Prior to introduction of PPP model, road projects were executed on EPC (Engineering, Procurement and Construction) basis wherein the contractor carried the execution risk. The lowest bidder was awarded the contract, upon which he was required furnish the Performance Bank Guarantee (PBG) and a Financial Bank Guarantee (FBG) for the Mobilization Advance (MA).
The working capital assistance from the banks for a typical EPC contract was limited to Bank Guarantees limits and small limit of Letter of Credit (LC). The Mobilisation Advance released at the start of the contract was largely sufficient for the contractor to kick start the works and a regular billing cycle had taken care of the working capital needs.
At the same time, the Indian banking landscape was witnessing lot of changes with the entry of private sector and foreign banks. The two largest institutional lenders (IDBI and ICICI) were transformed into the commercial banks. This resultant competition amongst banks brought in changes in the lending practices. The requirement of 25 per cent of cash margin and additional collateral security for sanctioning the BG/LC limits was relaxed. This cash margin and security, which were mitigants for exposure risk of the banks, also acted as a deterrent against any reckless bidding because of the limited availability of BGs.
The easy availability of BGs led to aggressive bidding changing the dynamics of project execution. In fact, with the release of mobilisation advance against a BG, the entire risk got transferred to banks. The maximum damage to the contractor due to a termination of project was the black-listing by principal for a period of one year.

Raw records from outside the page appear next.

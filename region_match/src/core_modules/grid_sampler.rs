// THEORY:
// The grid sampler is the block reducer of the engine. It slices a `Region` of a
// `Bitmap` into a fixed `GRID_WIDTH` x `GRID_HEIGHT` grid of `Chunk`s and reduces
// each chunk to its average colour, producing the RGB fingerprint every later
// stage consumes.
//
// Key architectural principles:
// 1.  **Fixed Output Shape**: Whatever the region's size or aspect ratio, the output
//     always has `CELL_COUNT` samples, in row-major order (rows outer, columns
//     inner). Fingerprints are only comparable position by position.
// 2.  **Floating Spans, Floored Edges**: The region's width and height are split into
//     equal floating point spans; each cell edge is the floor of its span boundary.
//     End edges are inclusive, so a cell reaches one pixel into its neighbour.
// 3.  **In-Bounds Requests**: The sampler is the only caller of `Bitmap::rgb_at`, so
//     it is the one responsible for never requesting a pixel outside the bitmap.
//     Inclusive ends that would step past the bitmap's last column/row are pulled
//     back onto it.
// 4.  **Stateless**: There is no memory between calls; two calls with the same
//     bitmap and region always produce the same fingerprint.

use crate::core_modules::chunk::chunk::{Chunk, Region};
use crate::core_modules::pixel::pixel::{Bitmap, Rgb};

pub const GRID_WIDTH: u32 = 8;
pub const GRID_HEIGHT: u32 = 8;
pub const CELL_COUNT: usize = (GRID_WIDTH * GRID_HEIGHT) as usize;

/// Ordered per-cell averaged colours of a region.
pub type RgbFingerprint = Vec<Rgb>;

/// Inclusive pixel bounds of grid cell `(row, column)` of `region`.
pub fn cell_bounds(bitmap: &Bitmap, region: &Region, row: u32, column: u32) -> Chunk {
    let per_width = region.width as f64 / GRID_WIDTH as f64;
    let per_height = region.height as f64 / GRID_HEIGHT as f64;

    let last_x = bitmap.width().saturating_sub(1);
    let last_y = bitmap.height().saturating_sub(1);

    let x_end = region
        .left
        .saturating_add((per_width * (column + 1) as f64).floor() as u32)
        .min(last_x);
    let y_end = region
        .top
        .saturating_add((per_height * (row + 1) as f64).floor() as u32)
        .min(last_y);
    let x_start = region
        .left
        .saturating_add((per_width * column as f64).floor() as u32)
        .min(x_end);
    let y_start = region
        .top
        .saturating_add((per_height * row as f64).floor() as u32)
        .min(y_end);

    Chunk::new(x_start, x_end, y_start, y_end)
}

/// Cuts `region` into the fixed grid and averages each cell.
///
/// The region is expected to lie inside the bitmap and be at least
/// `GRID_WIDTH` x `GRID_HEIGHT` pixels. Smaller regions still yield
/// `CELL_COUNT` samples, but neighbouring cells collapse onto the same pixels.
/// A bitmap with no pixels yields an all-black grid.
pub fn sample_cell_grid(bitmap: &Bitmap, region: &Region) -> RgbFingerprint {
    if bitmap.is_empty() {
        return vec![Rgb::default(); CELL_COUNT];
    }

    let mut fingerprint = Vec::with_capacity(CELL_COUNT);
    for row in 0..GRID_HEIGHT {
        for column in 0..GRID_WIDTH {
            let chunk = cell_bounds(bitmap, region, row, column);
            fingerprint.push(chunk.average_rgb(bitmap));
        }
    }
    fingerprint
}
use serde_json::Value;
use strand_cst::TokenKind;

use super::{delimited, identifier, identifier_name, literal, stmts};
use crate::parser::{CompletedMarker, Parser};

const ASSIGNMENT_OPERATORS: &[&str] =
    &["=", "+=", "-=", "*=", "/=", "%=", "**=", "<<=", ">>=", ">>>=", "&=", "|=", "^=", "&&=", "||=", "??="];

/// Binding power of a binary operator, and whether it builds a
/// `LogicalExpression`.
fn binary_operator(op: &str) -> Option<(u8, bool)> {
    Some(match op {
        "??" => (1, true),
        "||" => (2, true),
        "&&" => (3, true),
        "|" => (4, false),
        "^" => (5, false),
        "&" => (6, false),
        "==" | "!=" | "===" | "!==" => (7, false),
        "<" | ">" | "<=" | ">=" | "instanceof" | "in" => (8, false),
        "<<" | ">>" | ">>>" => (9, false),
        "+" | "-" => (10, false),
        "*" | "/" | "%" => (11, false),
        "**" => (12, false),
        _ => return None,
    })
}

pub(crate) fn expression(p: &mut Parser<'_>) -> CompletedMarker {
    let first = assignment(p);
    if !p.at(",") {
        return first;
    }
    let m = first.precede();
    let mut expressions = vec![first.into_node()];
    while p.eat(",") {
        expressions.push(assignment(p).into_node());
    }
    m.complete(p, "SequenceExpression", vec![("expressions", expressions.into())])
}

pub(crate) fn assignment(p: &mut Parser<'_>) -> CompletedMarker {
    let lhs = conditional(p);
    if !p.at_any(ASSIGNMENT_OPERATORS) {
        return lhs;
    }
    let m = lhs.precede();
    let operator = p.advance();
    let right = assignment(p).into_node();
    m.complete(
        p,
        "AssignmentExpression",
        vec![("operator", operator.into()), ("left", lhs.into_node()), ("right", right)],
    )
}

fn conditional(p: &mut Parser<'_>) -> CompletedMarker {
    let test = binary(p, 0);
    if !p.at("?") {
        return test;
    }
    let m = test.precede();
    p.advance();
    let consequent = assignment(p).into_node();
    p.expect(":");
    let alternate = assignment(p).into_node();
    m.complete(
        p,
        "ConditionalExpression",
        vec![("test", test.into_node()), ("consequent", consequent), ("alternate", alternate)],
    )
}

fn binary(p: &mut Parser<'_>, min_power: u8) -> CompletedMarker {
    let mut lhs = unary(p);

    while let Some((power, logical)) = p.syntax().and_then(binary_operator) {
        if power <= min_power {
            break;
        }
        let m = lhs.precede();
        let operator = p.advance();
        // `**` is right associative.
        let rhs = binary(p, if operator == "**" { power - 1 } else { power }).into_node();
        let kind = if logical { "LogicalExpression" } else { "BinaryExpression" };
        lhs = m.complete(
            p,
            kind,
            vec![("operator", operator.into()), ("left", lhs.into_node()), ("right", rhs)],
        );
    }

    lhs
}

fn unary(p: &mut Parser<'_>) -> CompletedMarker {
    match p.syntax() {
        Some(operator @ ("!" | "~" | "+" | "-" | "typeof" | "void" | "delete")) => {
            let m = p.start();
            p.advance();
            let argument = unary(p).into_node();
            m.complete(
                p,
                "UnaryExpression",
                vec![("operator", operator.into()), ("argument", argument), ("prefix", true.into())],
            )
        }
        Some(operator @ ("++" | "--")) => {
            let m = p.start();
            p.advance();
            let argument = unary(p).into_node();
            m.complete(
                p,
                "UpdateExpression",
                vec![("operator", operator.into()), ("argument", argument), ("prefix", true.into())],
            )
        }
        _ => postfix(p),
    }
}

fn postfix(p: &mut Parser<'_>) -> CompletedMarker {
    let expr = call_or_member(p);
    if !p.at_any(&["++", "--"]) || p.newline_before() {
        return expr;
    }
    let m = expr.precede();
    let operator = p.advance();
    m.complete(
        p,
        "UpdateExpression",
        vec![("operator", operator.into()), ("argument", expr.into_node()), ("prefix", false.into())],
    )
}

fn call_or_member(p: &mut Parser<'_>) -> CompletedMarker {
    let mut expr = if p.at("new") { new_expression(p) } else { primary(p) };
    loop {
        expr = match p.syntax() {
            Some("." | "[") => member(p, expr),
            Some("(") => {
                let m = expr.precede();
                let arguments = delimited(p, "(", ")", |p| assignment(p).into_node());
                m.complete(
                    p,
                    "CallExpression",
                    vec![("callee", expr.into_node()), ("arguments", arguments.into())],
                )
            }
            _ => return expr,
        };
    }
}

/// `object.property` or `object[property]`.
fn member(p: &mut Parser<'_>, object: CompletedMarker) -> CompletedMarker {
    let m = object.precede();
    let computed = p.at("[");
    p.advance();
    let property = if computed {
        let property = expression(p).into_node();
        p.expect("]");
        property
    } else {
        identifier_name(p).into_node()
    };
    m.complete(
        p,
        "MemberExpression",
        vec![("computed", computed.into()), ("object", object.into_node()), ("property", property)],
    )
}

fn new_expression(p: &mut Parser<'_>) -> CompletedMarker {
    let m = p.start();
    p.advance();
    let mut callee = if p.at("new") { new_expression(p) } else { primary(p) };
    while p.at_any(&[".", "["]) {
        callee = member(p, callee);
    }
    let arguments =
        if p.at("(") { delimited(p, "(", ")", |p| assignment(p).into_node()) } else { Vec::new() };
    m.complete(p, "NewExpression", vec![("callee", callee.into_node()), ("arguments", arguments.into())])
}

fn primary(p: &mut Parser<'_>) -> CompletedMarker {
    match p.kind() {
        Some(TokenKind::Identifier) => return identifier(p),
        Some(TokenKind::Numeric | TokenKind::String | TokenKind::Boolean | TokenKind::Null) => {
            return literal(p);
        }
        _ => {}
    }
    match p.syntax() {
        Some("this") => {
            let m = p.start();
            p.advance();
            m.complete(p, "ThisExpression", Vec::new())
        }
        Some("function") => stmts::function(p, "FunctionExpression"),
        Some("(") => {
            let start = p.position();
            p.advance();
            let inner = expression(p);
            p.expect(")");
            inner.parenthesized(start)
        }
        Some("[") => array(p),
        Some("{") => object(p),
        _ => {
            p.error_unexpected();
            CompletedMarker::missing(p)
        }
    }
}

fn array(p: &mut Parser<'_>) -> CompletedMarker {
    let m = p.start();
    p.advance();
    let mut elements = Vec::new();
    while !p.at("]") && !p.at_eof() {
        if p.eat(",") {
            // Elision.
            elements.push(Value::Null);
            continue;
        }
        elements.push(assignment(p).into_node());
        if !p.at("]") {
            p.expect(",");
        }
    }
    p.expect("]");
    m.complete(p, "ArrayExpression", vec![("elements", elements.into())])
}

fn object(p: &mut Parser<'_>) -> CompletedMarker {
    let m = p.start();
    let properties = delimited(p, "{", "}", |p| property(p).into_node());
    m.complete(p, "ObjectExpression", vec![("properties", properties.into())])
}

fn property(p: &mut Parser<'_>) -> CompletedMarker {
    let m = p.start();
    let key = match p.kind() {
        Some(TokenKind::String | TokenKind::Numeric) => literal(p),
        _ => identifier_name(p),
    };
    p.expect(":");
    let value = assignment(p).into_node();
    m.complete(
        p,
        "Property",
        vec![
            ("key", key.into_node()),
            ("computed", false.into()),
            ("value", value),
            ("kind", "init".into()),
            ("method", false.into()),
            ("shorthand", false.into()),
        ],
    )
}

As most of these EPC contractors possessed the requisite pre-qualifications, they started bidding aggressively for the BOT projects with lack of complete understanding of the risks associated with them.
Underestimation of risks
Various risk factors associated with this model have been overlooked by all the stakeholders — the government, contractor and lending bank.
(i) Firstly, the viability of the project was established based on various assumptions such as growth in traffic, movement in inflation/interest rates etc., stretching over a long period, which turned out be hugely optimistic.
(ii) These projects were implemented by bidders through SPVs floated for the purpose, which are subsidiaries of the EPC company (parent). In order to raise the project debt at SPV level, they entered into a fixed price contracts with the parent which means that any loss on account cost overruns will accrue at the parent level. Lost in the din was the requirement of equity margin for the project funding, which was largely manipulated through accounting jugglery.
(iii) These projects were generally funded by bankers who were also present at the parent level. This over exposure triggered a vicious circle with banks staring at NPAs at both levels – i.e., parent and SPV.
(iv) Some of the large EPC companies had too many PPP projects on their plates that they had no bandwidth (in terms of resources and working capital support) left to take-up any fresh EPC contracts.
(v) Bank Guarantees, which were considered as risk-free non-fund-based instruments, started crystallizing into funded exposure because of the rampant invocations.
(vi) Many of the EPC companies, which had negligible debt prior to taking up the PPP projects had to raise Cash Credit/Overdraft limits to the tune of 40 per cent, which is not at all a viable working capital arrangement. The interest costs adding to the burgeoning operating losses started eroding balance sheets.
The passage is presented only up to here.